● **Exercise brief**: Each line of the data that includes the string "ToolUse" is to be copied out.

── Entries shown ──

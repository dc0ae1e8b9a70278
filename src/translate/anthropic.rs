//! Anthropic messages dialect: canonical <-> wire mapping.
//!
//! Wire struct shapes carried over from the teacher's
//! `llm::anthropic::{CreateMessageRequest, AnthropicMessage,
//! AnthropicContentBlock, ContentBlockDelta, ContentDelta}`.

use std::collections::HashMap;

use serde::{Deserialize, Serialize};

use crate::canonical::{
    CanonicalChatRequest, Choice, ChoiceDelta, Content, Delta as CanonicalDelta, FinishReason,
    Message, Role, StreamChunk, Tool, ToolCall, ToolCallDelta as CanonicalToolCallDelta,
};
use crate::error::ProxyError;

#[derive(Debug, Serialize)]
pub struct CreateMessageRequest {
    pub model: String,
    pub max_tokens: u32,
    pub messages: Vec<AnthropicMessage>,
    #[serde(skip_serializing_if = "Option::is_none")]
    pub system: Option<String>,
    #[serde(skip_serializing_if = "Option::is_none")]
    pub temperature: Option<f32>,
    #[serde(skip_serializing_if = "Option::is_none")]
    pub top_p: Option<f32>,
    #[serde(skip_serializing_if = "Option::is_none")]
    pub stop_sequences: Option<Vec<String>>,
    #[serde(skip_serializing_if = "Option::is_none")]
    pub stream: Option<bool>,
    #[serde(skip_serializing_if = "Option::is_none")]
    pub tools: Option<Vec<AnthropicTool>>,
}

#[derive(Debug, Serialize, Deserialize, Clone)]
pub struct AnthropicMessage {
    pub role: String,
    pub content: AnthropicContent,
}

#[derive(Debug, Serialize, Deserialize, Clone)]
#[serde(untagged)]
pub enum AnthropicContent {
    Text(String),
    Blocks(Vec<AnthropicContentBlock>),
}

#[derive(Debug, Serialize, Deserialize, Clone)]
#[serde(tag = "type")]
pub enum AnthropicContentBlock {
    #[serde(rename = "text")]
    Text { text: String },
    #[serde(rename = "tool_use")]
    ToolUse {
        id: String,
        name: String,
        input: serde_json::Value,
    },
    #[serde(rename = "tool_result")]
    ToolResult {
        tool_use_id: String,
        content: String,
        #[serde(skip_serializing_if = "Option::is_none")]
        is_error: Option<bool>,
    },
    #[serde(rename = "thinking")]
    Thinking { thinking: String },
}

#[derive(Debug, Serialize, Deserialize, Clone)]
pub struct AnthropicTool {
    pub name: String,
    #[serde(skip_serializing_if = "Option::is_none")]
    pub description: Option<String>,
    pub input_schema: serde_json::Value,
}

/// Split out the system prompt (canonical `system` role -> Anthropic's
/// top-level `system` field) and map the remaining turns, folding tool
/// results into `user` messages containing `tool_result` blocks.
pub fn request_to_wire(req: &CanonicalChatRequest) -> Result<CreateMessageRequest, ProxyError> {
    let mut system = None;
    let mut messages = Vec::new();

    for msg in &req.messages {
        match msg.role {
            Role::System => {
                system = Some(match system {
                    Some(existing) => format!("{existing}\n{}", msg.text()),
                    None => msg.text(),
                });
            }
            Role::User => messages.push(AnthropicMessage {
                role: "user".to_string(),
                content: AnthropicContent::Text(msg.text()),
            }),
            Role::Assistant => {
                let mut blocks = Vec::new();
                if !msg.text().is_empty() {
                    blocks.push(AnthropicContentBlock::Text { text: msg.text() });
                }
                if let Some(calls) = &msg.tool_calls {
                    for c in calls {
                        blocks.push(AnthropicContentBlock::ToolUse {
                            id: c.id.clone(),
                            name: c.name.clone(),
                            input: c.arguments.clone(),
                        });
                    }
                }
                messages.push(AnthropicMessage {
                    role: "assistant".to_string(),
                    content: AnthropicContent::Blocks(blocks),
                });
            }
            Role::Tool => messages.push(AnthropicMessage {
                role: "user".to_string(),
                content: AnthropicContent::Blocks(vec![AnthropicContentBlock::ToolResult {
                    tool_use_id: msg.tool_call_id.clone().unwrap_or_default(),
                    content: msg.text(),
                    is_error: None,
                }]),
            }),
        }
    }

    Ok(CreateMessageRequest {
        model: req.model.clone(),
        max_tokens: req.max_tokens.unwrap_or(4096),
        messages,
        system,
        temperature: req.temperature,
        top_p: req.top_p,
        stop_sequences: if req.stop_sequences.is_empty() {
            None
        } else {
            Some(req.stop_sequences.clone())
        },
        stream: Some(req.stream),
        tools: req.tools.as_ref().map(|tools| {
            tools
                .iter()
                .map(|t| AnthropicTool {
                    name: t.name.clone(),
                    description: Some(t.description.clone()),
                    input_schema: t.parameters.clone(),
                })
                .collect()
        }),
    })
}

#[derive(Debug, Deserialize)]
pub struct ContentBlockStart {
    pub index: usize,
    pub content_block: AnthropicContentBlock,
}

#[derive(Debug, Deserialize)]
pub struct ContentBlockDelta {
    pub index: usize,
    pub delta: ContentDelta,
}

#[derive(Debug, Deserialize)]
#[serde(tag = "type")]
pub enum ContentDelta {
    #[serde(rename = "text_delta")]
    TextDelta { text: String },
    #[serde(rename = "thinking_delta")]
    ThinkingDelta { thinking: String },
    #[serde(rename = "input_json_delta")]
    InputJsonDelta { partial_json: String },
}

#[derive(Debug, Deserialize)]
pub struct MessageDeltaContent {
    pub stop_reason: Option<String>,
}

pub fn stop_reason_to_finish_reason(reason: &str) -> FinishReason {
    match reason {
        "end_turn" | "stop_sequence" => FinishReason::Stop,
        "max_tokens" => FinishReason::Length,
        "tool_use" => FinishReason::ToolCalls,
        _ => FinishReason::Error,
    }
}

/// Build a canonical stream-chunk delta from one `content_block_delta`
/// event. Tool-use `input_json_delta` events carry only an `index`; the
/// caller is responsible for mapping index -> synthesized tool-call id
/// (the block's `ToolUse.id` from the matching `content_block_start`).
pub fn content_block_delta_to_canonical(
    event: ContentBlockDelta,
    tool_call_id: Option<&str>,
    stream_id: &str,
    model: &str,
    created_unix: i64,
) -> StreamChunk {
    let delta = match event.delta {
        ContentDelta::TextDelta { text } => CanonicalDelta {
            content: Some(text),
            ..Default::default()
        },
        ContentDelta::ThinkingDelta { thinking } => CanonicalDelta {
            thinking: Some(thinking),
            ..Default::default()
        },
        ContentDelta::InputJsonDelta { partial_json } => CanonicalDelta {
            tool_calls: Some(vec![CanonicalToolCallDelta {
                id: tool_call_id.unwrap_or_default().to_string(),
                name: None,
                arguments_delta: Some(partial_json),
            }]),
            ..Default::default()
        },
    };

    StreamChunk {
        id: stream_id.to_string(),
        created_unix,
        model: model.to_string(),
        choices: vec![ChoiceDelta {
            index: 0,
            delta,
            finish_reason: None,
        }],
        usage: None,
    }
}

pub fn canonical_response_to_wire_json(resp: &crate::canonical::CanonicalChatResponse) -> serde_json::Value {
    let choice: &Choice = resp.choices.first().expect("non-streaming response has one choice");
    let mut blocks = Vec::new();
    if !choice.message.text().is_empty() {
        blocks.push(serde_json::json!({"type": "text", "text": choice.message.text()}));
    }
    if let Some(calls) = &choice.message.tool_calls {
        for c in calls {
            blocks.push(serde_json::json!({
                "type": "tool_use",
                "id": c.id,
                "name": c.name,
                "input": c.arguments,
            }));
        }
    }
    let content = serde_json::Value::Array(blocks);

    serde_json::json!({
        "id": resp.id,
        "type": "message",
        "role": "assistant",
        "model": resp.model,
        "content": content,
        "stop_reason": match choice.finish_reason {
            FinishReason::Stop => "end_turn",
            FinishReason::Length => "max_tokens",
            FinishReason::ToolCalls => "tool_use",
            FinishReason::ContentFilter | FinishReason::Error => "end_turn",
        },
        "usage": {
            "input_tokens": resp.usage.prompt_tokens,
            "output_tokens": resp.usage.completion_tokens,
        },
    })
}

/// The client-facing `/v1/messages` request body.
#[derive(Debug, Deserialize)]
pub struct IncomingMessagesRequest {
    pub model: String,
    pub messages: Vec<AnthropicMessage>,
    #[serde(default)]
    pub system: Option<String>,
    #[serde(default = "default_max_tokens")]
    pub max_tokens: u32,
    #[serde(default)]
    pub stream: bool,
    #[serde(default)]
    pub temperature: Option<f32>,
    #[serde(default)]
    pub top_p: Option<f32>,
    #[serde(default)]
    pub stop_sequences: Option<Vec<String>>,
    #[serde(default)]
    pub tools: Option<Vec<AnthropicTool>>,
}

fn default_max_tokens() -> u32 {
    4096
}

/// Client request (Anthropic dialect) -> canonical. The system field, if
/// present, becomes a leading `system`-role message; tool-result blocks
/// inside `user` messages become `tool`-role messages.
pub fn incoming_to_canonical(req: IncomingMessagesRequest) -> Result<CanonicalChatRequest, ProxyError> {
    let mut messages = Vec::with_capacity(req.messages.len() + 1);

    if let Some(system) = req.system {
        messages.push(Message {
            role: Role::System,
            content: Content::Text(system),
            tool_call_id: None,
            tool_calls: None,
        });
    }

    for msg in req.messages {
        let role = match msg.role.as_str() {
            "assistant" => Role::Assistant,
            _ => Role::User,
        };
        match msg.content {
            AnthropicContent::Text(text) => messages.push(Message {
                role,
                content: Content::Text(text),
                tool_call_id: None,
                tool_calls: None,
            }),
            AnthropicContent::Blocks(blocks) => {
                let mut text = String::new();
                let mut tool_calls = Vec::new();
                for block in blocks {
                    match block {
                        AnthropicContentBlock::Text { text: t } => text.push_str(&t),
                        AnthropicContentBlock::Thinking { thinking } => text.push_str(&thinking),
                        AnthropicContentBlock::ToolUse { id, name, input } => {
                            tool_calls.push(ToolCall { id, name, arguments: input });
                        }
                        AnthropicContentBlock::ToolResult { tool_use_id, content, .. } => {
                            messages.push(Message {
                                role: Role::Tool,
                                content: Content::Text(content),
                                tool_call_id: Some(tool_use_id),
                                tool_calls: None,
                            });
                        }
                    }
                }
                if !text.is_empty() || !tool_calls.is_empty() {
                    messages.push(Message {
                        role,
                        content: Content::Text(text),
                        tool_call_id: None,
                        tool_calls: if tool_calls.is_empty() { None } else { Some(tool_calls) },
                    });
                }
            }
        }
    }

    Ok(CanonicalChatRequest {
        messages,
        model: req.model,
        stream: req.stream,
        temperature: req.temperature,
        top_p: req.top_p,
        top_k: None,
        max_tokens: Some(req.max_tokens),
        stop_sequences: req.stop_sequences.unwrap_or_default(),
        reasoning_effort: None,
        thinking_budget: None,
        tools: req.tools.map(|tools| {
            tools
                .into_iter()
                .map(|t| Tool {
                    name: t.name,
                    description: t.description.unwrap_or_default(),
                    parameters: t.input_schema,
                })
                .collect()
        }),
        tool_choice: None,
        extra: HashMap::new(),
    })
}

#[cfg(test)]
mod tests {
    use super::*;

    fn req_with(messages: Vec<Message>) -> CanonicalChatRequest {
        CanonicalChatRequest {
            messages,
            model: "claude-sonnet".into(),
            stream: false,
            temperature: None,
            top_p: None,
            top_k: None,
            max_tokens: None,
            stop_sequences: vec![],
            reasoning_effort: None,
            thinking_budget: None,
            tools: None,
            tool_choice: None,
            extra: HashMap::new(),
        }
    }

    #[test]
    fn system_message_lifts_to_top_level_field() {
        let req = req_with(vec![
            Message {
                role: Role::System,
                content: crate::canonical::Content::Text("be nice".into()),
                tool_call_id: None,
                tool_calls: None,
            },
            Message::user("hi"),
        ]);
        let wire = request_to_wire(&req).unwrap();
        assert_eq!(wire.system.as_deref(), Some("be nice"));
        assert_eq!(wire.messages.len(), 1);
    }

    #[test]
    fn tool_result_becomes_user_message_with_tool_result_block() {
        let req = req_with(vec![Message {
            role: Role::Tool,
            content: crate::canonical::Content::Text("42".into()),
            tool_call_id: Some("call_1".into()),
            tool_calls: None,
        }]);
        let wire = request_to_wire(&req).unwrap();
        assert_eq!(wire.messages[0].role, "user");
        match &wire.messages[0].content {
            AnthropicContent::Blocks(blocks) => {
                assert_eq!(blocks.len(), 1);
            }
            _ => panic!("expected blocks"),
        }
    }

    #[test]
    fn stop_reason_maps_tool_use() {
        assert_eq!(stop_reason_to_finish_reason("tool_use"), FinishReason::ToolCalls);
    }

    #[test]
    fn incoming_request_lifts_system_field_to_message() {
        let body = serde_json::json!({
            "model": "claude-sonnet",
            "system": "be terse",
            "max_tokens": 256,
            "messages": [{"role": "user", "content": "hi"}],
        });
        let incoming: IncomingMessagesRequest = serde_json::from_value(body).unwrap();
        let canonical = incoming_to_canonical(incoming).unwrap();
        assert_eq!(canonical.messages.len(), 2);
        assert_eq!(canonical.messages[0].role, Role::System);
        assert_eq!(canonical.max_tokens, Some(256));
    }
}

───

● **Result of the task**:
    ToolUse {
                        blocks.push(AnthropicContentBlock::ToolUse {
/// (the block's `ToolUse.id` from the matching `content_block_start`).
                        AnthropicContentBlock::ToolUse { id, name, input } => {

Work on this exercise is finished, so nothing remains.